**Task**
Below are the records; copy each line in them that holds the word "absent".

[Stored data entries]
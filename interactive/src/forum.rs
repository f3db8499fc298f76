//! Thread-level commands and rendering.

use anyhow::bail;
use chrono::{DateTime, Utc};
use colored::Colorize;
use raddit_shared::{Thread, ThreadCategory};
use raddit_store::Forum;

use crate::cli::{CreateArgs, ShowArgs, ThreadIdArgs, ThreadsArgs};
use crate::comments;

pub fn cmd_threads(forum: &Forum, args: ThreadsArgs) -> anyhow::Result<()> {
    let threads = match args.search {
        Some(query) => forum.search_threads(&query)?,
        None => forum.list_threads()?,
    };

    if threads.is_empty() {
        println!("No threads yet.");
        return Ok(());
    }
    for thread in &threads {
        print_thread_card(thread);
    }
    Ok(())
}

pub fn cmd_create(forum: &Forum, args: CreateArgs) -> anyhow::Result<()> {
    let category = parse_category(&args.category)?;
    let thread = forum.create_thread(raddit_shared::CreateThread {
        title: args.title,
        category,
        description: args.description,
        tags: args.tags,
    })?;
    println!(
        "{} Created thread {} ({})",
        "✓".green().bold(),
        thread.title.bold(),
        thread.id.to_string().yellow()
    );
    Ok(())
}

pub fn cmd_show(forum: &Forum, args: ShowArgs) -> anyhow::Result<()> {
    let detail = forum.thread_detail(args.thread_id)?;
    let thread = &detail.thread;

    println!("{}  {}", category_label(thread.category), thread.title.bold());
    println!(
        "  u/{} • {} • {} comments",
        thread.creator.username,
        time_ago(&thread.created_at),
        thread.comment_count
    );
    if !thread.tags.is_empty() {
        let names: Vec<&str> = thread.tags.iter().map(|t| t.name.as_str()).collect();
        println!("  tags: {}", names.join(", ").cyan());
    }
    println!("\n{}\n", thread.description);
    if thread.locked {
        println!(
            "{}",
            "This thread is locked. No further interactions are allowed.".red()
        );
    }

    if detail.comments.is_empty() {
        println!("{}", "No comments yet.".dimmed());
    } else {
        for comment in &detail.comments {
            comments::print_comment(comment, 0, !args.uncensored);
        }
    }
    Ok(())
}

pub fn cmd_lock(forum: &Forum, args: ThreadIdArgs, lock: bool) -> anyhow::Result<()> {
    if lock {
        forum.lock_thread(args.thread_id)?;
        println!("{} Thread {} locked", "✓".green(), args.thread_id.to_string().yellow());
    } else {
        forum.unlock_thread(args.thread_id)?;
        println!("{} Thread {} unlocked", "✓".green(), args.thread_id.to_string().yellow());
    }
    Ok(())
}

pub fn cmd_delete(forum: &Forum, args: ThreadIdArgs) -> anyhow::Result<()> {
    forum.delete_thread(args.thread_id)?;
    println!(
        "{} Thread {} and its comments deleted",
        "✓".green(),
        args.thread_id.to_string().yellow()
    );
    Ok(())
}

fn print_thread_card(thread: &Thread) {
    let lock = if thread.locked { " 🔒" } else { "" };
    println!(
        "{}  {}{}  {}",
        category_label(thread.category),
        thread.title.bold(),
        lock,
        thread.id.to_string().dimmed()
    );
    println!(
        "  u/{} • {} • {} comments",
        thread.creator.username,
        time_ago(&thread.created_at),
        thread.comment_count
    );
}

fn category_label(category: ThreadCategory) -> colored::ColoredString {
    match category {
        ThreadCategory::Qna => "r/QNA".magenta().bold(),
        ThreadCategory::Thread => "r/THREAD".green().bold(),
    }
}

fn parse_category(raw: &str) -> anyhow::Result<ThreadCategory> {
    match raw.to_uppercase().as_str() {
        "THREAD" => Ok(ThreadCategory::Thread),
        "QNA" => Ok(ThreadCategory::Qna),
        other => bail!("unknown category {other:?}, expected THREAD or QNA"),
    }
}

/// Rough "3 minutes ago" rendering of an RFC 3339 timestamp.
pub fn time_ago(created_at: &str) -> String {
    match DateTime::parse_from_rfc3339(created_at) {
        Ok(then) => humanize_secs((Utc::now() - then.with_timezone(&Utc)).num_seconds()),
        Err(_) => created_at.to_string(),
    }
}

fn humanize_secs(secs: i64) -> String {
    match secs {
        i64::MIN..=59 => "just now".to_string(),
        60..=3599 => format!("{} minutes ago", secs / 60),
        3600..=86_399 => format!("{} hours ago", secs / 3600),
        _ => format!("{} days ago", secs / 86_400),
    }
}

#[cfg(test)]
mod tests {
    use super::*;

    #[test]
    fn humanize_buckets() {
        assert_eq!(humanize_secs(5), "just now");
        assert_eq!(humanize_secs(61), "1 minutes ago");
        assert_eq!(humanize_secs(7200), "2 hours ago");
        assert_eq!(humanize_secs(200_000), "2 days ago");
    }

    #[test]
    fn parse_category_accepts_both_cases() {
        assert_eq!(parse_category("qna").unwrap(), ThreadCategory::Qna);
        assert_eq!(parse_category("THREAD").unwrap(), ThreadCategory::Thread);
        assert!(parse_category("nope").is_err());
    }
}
...
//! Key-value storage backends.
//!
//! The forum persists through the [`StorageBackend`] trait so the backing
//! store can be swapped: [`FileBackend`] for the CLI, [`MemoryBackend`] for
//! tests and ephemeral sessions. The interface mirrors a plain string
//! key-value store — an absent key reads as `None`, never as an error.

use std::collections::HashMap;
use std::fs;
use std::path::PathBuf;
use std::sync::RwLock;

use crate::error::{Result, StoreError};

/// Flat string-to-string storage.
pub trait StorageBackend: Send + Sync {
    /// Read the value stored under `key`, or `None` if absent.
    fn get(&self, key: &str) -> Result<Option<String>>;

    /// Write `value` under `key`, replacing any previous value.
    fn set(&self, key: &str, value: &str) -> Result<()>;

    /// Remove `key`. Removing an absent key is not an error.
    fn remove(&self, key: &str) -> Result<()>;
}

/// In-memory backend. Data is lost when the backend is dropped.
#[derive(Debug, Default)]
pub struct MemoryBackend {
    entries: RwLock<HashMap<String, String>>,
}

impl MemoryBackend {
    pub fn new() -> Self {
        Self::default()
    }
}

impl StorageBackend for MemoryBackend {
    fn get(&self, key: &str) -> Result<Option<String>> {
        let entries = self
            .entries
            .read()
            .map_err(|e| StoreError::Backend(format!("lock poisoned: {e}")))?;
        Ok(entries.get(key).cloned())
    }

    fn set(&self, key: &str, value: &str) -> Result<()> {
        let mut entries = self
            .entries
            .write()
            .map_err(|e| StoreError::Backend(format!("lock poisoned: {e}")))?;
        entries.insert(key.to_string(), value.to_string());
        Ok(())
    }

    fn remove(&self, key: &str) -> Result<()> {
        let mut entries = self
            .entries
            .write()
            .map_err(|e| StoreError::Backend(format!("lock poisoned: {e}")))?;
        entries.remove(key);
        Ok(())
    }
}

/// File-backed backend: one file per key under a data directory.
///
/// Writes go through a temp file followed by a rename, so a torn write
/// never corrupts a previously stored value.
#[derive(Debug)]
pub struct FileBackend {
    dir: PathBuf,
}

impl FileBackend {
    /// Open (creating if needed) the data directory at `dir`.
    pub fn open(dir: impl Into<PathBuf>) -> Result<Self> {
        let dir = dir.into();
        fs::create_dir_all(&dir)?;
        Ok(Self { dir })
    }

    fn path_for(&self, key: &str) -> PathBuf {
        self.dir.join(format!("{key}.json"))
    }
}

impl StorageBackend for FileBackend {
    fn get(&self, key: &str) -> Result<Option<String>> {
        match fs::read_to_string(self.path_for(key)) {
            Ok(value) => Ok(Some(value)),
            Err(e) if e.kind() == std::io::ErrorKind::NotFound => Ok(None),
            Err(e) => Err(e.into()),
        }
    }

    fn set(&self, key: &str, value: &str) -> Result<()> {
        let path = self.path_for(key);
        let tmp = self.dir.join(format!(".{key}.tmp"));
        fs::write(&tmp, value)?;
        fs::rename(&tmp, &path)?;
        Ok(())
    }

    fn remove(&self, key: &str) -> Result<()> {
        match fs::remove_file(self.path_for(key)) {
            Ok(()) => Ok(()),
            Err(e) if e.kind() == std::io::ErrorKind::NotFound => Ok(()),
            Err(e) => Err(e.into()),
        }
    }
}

**Output of the exercise**
//! key-value store — an absent key reads as `None`, never as an error.
    /// Read the value stored under `key`, or `None` if absent.
    /// Remove `key`. Removing an absent key is not an error.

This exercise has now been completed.